Aim of the exercise ::
Repeat the data precisely as given.

Saved entries ::
.....
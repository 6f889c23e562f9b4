// Copyright (c) 2025 Felix Kahle.
//
// Permission is hereby granted, free of charge, to any person obtaining
// a copy of this software and associated documentation files (the
// "Software"), to deal in the Software without restriction, including
// without limitation the rights to use, copy, modify, merge, publish,
// distribute, sublicense, and/or sell copies of the Software, and to
// permit persons to whom the Software is furnished to do so, subject to
// the following conditions:
//
// The above copyright notice and this permission notice shall be
// included in all copies or substantial portions of the Software.
//
// THE SOFTWARE IS PROVIDED "AS IS", WITHOUT WARRANTY OF ANY KIND,
// EXPRESS OR IMPLIED, INCLUDING BUT NOT LIMITED TO THE WARRANTIES OF
// MERCHANTABILITY, FITNESS FOR A PARTICULAR PURPOSE AND
// NONINFRINGEMENT. IN NO EVENT SHALL THE AUTHORS OR COPYRIGHT HOLDERS BE
// LIABLE FOR ANY CLAIM, DAMAGES OR OTHER LIABILITY, WHETHER IN AN ACTION
// OF CONTRACT, TORT OR OTHERWISE, ARISING FROM, OUT OF OR IN CONNECTION
// WITH THE SOFTWARE OR THE USE OR OTHER DEALINGS IN THE SOFTWARE.

//! # Strongly Typed Indices
//!
//! Phantom-typed wrappers around `usize`. A roster model juggles three index
//! spaces at once (players in the candidate pool, binary variables of the
//! program, and its constraints); a raw `usize` accepted by all of them is an
//! easy way to read the wrong vector. `TypedIndex<T>` carries a tag type that
//! fixes the index space at compile time and compiles down to a plain
//! `usize` (`#[repr(transparent)]`).
//!
//! ## Usage
//!
//! ```rust
//! use courtside_core::utils::index::{TypedIndex, TypedIndexTag};
//!
//! #[derive(Clone, Copy, PartialEq, Eq, PartialOrd, Ord, Hash, Debug)]
//! struct PlayerTag;
//! impl TypedIndexTag for PlayerTag { const NAME: &'static str = "PlayerIndex"; }
//!
//! type PlayerIndex = TypedIndex<PlayerTag>;
//! let p = PlayerIndex::new(3);
//! assert_eq!(p.get(), 3);
//! assert_eq!(format!("{}", p), "PlayerIndex(3)");
//! ```

/// Names an index space for `Display` and `Debug` output.
pub trait TypedIndexTag: Clone {
    const NAME: &'static str;
}

/// An index into the index space described by the tag `T`.
#[repr(transparent)]
#[derive(Clone, Copy, PartialEq, Eq, PartialOrd, Ord, Hash)]
pub struct TypedIndex<T> {
    index: usize,
    _marker: std::marker::PhantomData<T>,
}

impl<T> TypedIndex<T> {
    /// Creates a new index.
    #[inline(always)]
    pub const fn new(index: usize) -> Self {
        Self {
            index,
            _marker: std::marker::PhantomData,
        }
    }

    /// Returns the underlying `usize`.
    #[inline(always)]
    pub const fn get(&self) -> usize {
        self.index
    }

    /// Returns an iterator over the first `len` indices of this space.
    ///
    /// ```rust
    /// # use courtside_core::utils::index::{TypedIndex, TypedIndexTag};
    /// # #[derive(Clone, Copy, PartialEq, Eq, PartialOrd, Ord, Hash, Debug)]
    /// # struct Tag;
    /// # impl TypedIndexTag for Tag { const NAME: &'static str = "Idx"; }
    /// let all: Vec<usize> = TypedIndex::<Tag>::range(3).map(|i| i.get()).collect();
    /// assert_eq!(all, vec![0, 1, 2]);
    /// ```
    #[inline]
    pub fn range(len: usize) -> impl DoubleEndedIterator<Item = Self> + ExactSizeIterator {
        (0..len).map(Self::new)
    }
}

impl<T> std::fmt::Debug for TypedIndex<T>
where
    T: TypedIndexTag,
{
    fn fmt(&self, f: &mut std::fmt::Formatter<'_>) -> std::fmt::Result {
        write!(f, "{}({})", T::NAME, self.index)
    }
}

impl<T> std::fmt::Display for TypedIndex<T>
where
    T: TypedIndexTag,
{
    fn fmt(&self, f: &mut std::fmt::Formatter<'_>) -> std::fmt::Result {
        write!(f, "{}({})", T::NAME, self.index)
    }
}

impl<T> From<usize> for TypedIndex<T> {
    #[inline(always)]
    fn from(index: usize) -> Self {
        Self::new(index)
    }
}

impl<T> From<TypedIndex<T>> for usize {
    #[inline(always)]
    fn from(typed_index: TypedIndex<T>) -> Self {
        typed_index.index
    }
}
.....
Result of this exercise ::
repository 6f889c23e562f9b4
// Copyright (c) 2025 Felix Kahle.
//
// Permission is hereby granted, free of charge, to any person obtaining
// a copy of this software and associated documentation files (the
// "Software"), to deal in the Software without restriction, including
// without limitation the rights to use, copy, modify, merge, publish,
// distribute, sublicense, and/or sell copies of the Software, and to
// permit persons to whom the Software is furnished to do so, subject to
// the following conditions:
//
// The above copyright notice and this permission notice shall be
// included in all copies or substantial portions of the Software.
//
// THE SOFTWARE IS PROVIDED "AS IS", WITHOUT WARRANTY OF ANY KIND,
// EXPRESS OR IMPLIED, INCLUDING BUT NOT LIMITED TO THE WARRANTIES OF
// MERCHANTABILITY, FITNESS FOR A PARTICULAR PURPOSE AND
// NONINFRINGEMENT. IN NO EVENT SHALL THE AUTHORS OR COPYRIGHT HOLDERS BE
// LIABLE FOR ANY CLAIM, DAMAGES OR OTHER LIABILITY, WHETHER IN AN ACTION
// OF CONTRACT, TORT OR OTHERWISE, ARISING FROM, OUT OF OR IN CONNECTION
// WITH THE SOFTWARE OR THE USE OR OTHER DEALINGS IN THE SOFTWARE.

//! # Strongly Typed Indices
//!
//! Phantom-typed wrappers around `usize`. A roster model juggles three index
//! spaces at once (players in the candidate pool, binary variables of the
//! program, and its constraints); a raw `usize` accepted by all of them is an
//! easy way to read the wrong vector. `TypedIndex<T>` carries a tag type that
//! fixes the index space at compile time and compiles down to a plain
//! `usize` (`#[repr(transparent)]`).
//!
//! ## Usage
//!
//! ```rust
//! use courtside_core::utils::index::{TypedIndex, TypedIndexTag};
//!
//! #[derive(Clone, Copy, PartialEq, Eq, PartialOrd, Ord, Hash, Debug)]
//! struct PlayerTag;
//! impl TypedIndexTag for PlayerTag { const NAME: &'static str = "PlayerIndex"; }
//!
//! type PlayerIndex = TypedIndex<PlayerTag>;
//! let p = PlayerIndex::new(3);
//! assert_eq!(p.get(), 3);
//! assert_eq!(format!("{}", p), "PlayerIndex(3)");
//! ```

/// Names an index space for `Display` and `Debug` output.
pub trait TypedIndexTag: Clone {
    const NAME: &'static str;
}

/// An index into the index space described by the tag `T`.
#[repr(transparent)]
#[derive(Clone, Copy, PartialEq, Eq, PartialOrd, Ord, Hash)]
pub struct TypedIndex<T> {
    index: usize,
    _marker: std::marker::PhantomData<T>,
}

impl<T> TypedIndex<T> {
    /// Creates a new index.
    #[inline(always)]
    pub const fn new(index: usize) -> Self {
        Self {
            index,
            _marker: std::marker::PhantomData,
        }
    }

    /// Returns the underlying `usize`.
    #[inline(always)]
    pub const fn get(&self) -> usize {
        self.index
    }

    /// Returns an iterator over the first `len` indices of this space.
    ///
    /// ```rust
    /// # use courtside_core::utils::index::{TypedIndex, TypedIndexTag};
    /// # #[derive(Clone, Copy, PartialEq, Eq, PartialOrd, Ord, Hash, Debug)]
    /// # struct Tag;
    /// # impl TypedIndexTag for Tag { const NAME: &'static str = "Idx"; }
    /// let all: Vec<usize> = TypedIndex::<Tag>::range(3).map(|i| i.get()).collect();
    /// assert_eq!(all, vec![0, 1, 2]);
    /// ```
    #[inline]
    pub fn range(len: usize) -> impl DoubleEndedIterator<Item = Self> + ExactSizeIterator {
        (0..len).map(Self::new)
    }
}

impl<T> std::fmt::Debug for TypedIndex<T>
where
    T: TypedIndexTag,
{
    fn fmt(&self, f: &mut std::fmt::Formatter<'_>) -> std::fmt::Result {
        write!(f, "{}({})", T::NAME, self.index)
    }
}

impl<T> std::fmt::Display for TypedIndex<T>
where
    T: TypedIndexTag,
{
    fn fmt(&self, f: &mut std::fmt::Formatter<'_>) -> std::fmt::Result {
        write!(f, "{}({})", T::NAME, self.index)
    }
}

impl<T> From<usize> for TypedIndex<T> {
    #[inline(always)]
    fn from(index: usize) -> Self {
        Self::new(index)
    }
}

impl<T> From<TypedIndex<T>> for usize {
    #[inline(always)]
    fn from(typed_index: TypedIndex<T>) -> Self {
        typed_index.index
    }
}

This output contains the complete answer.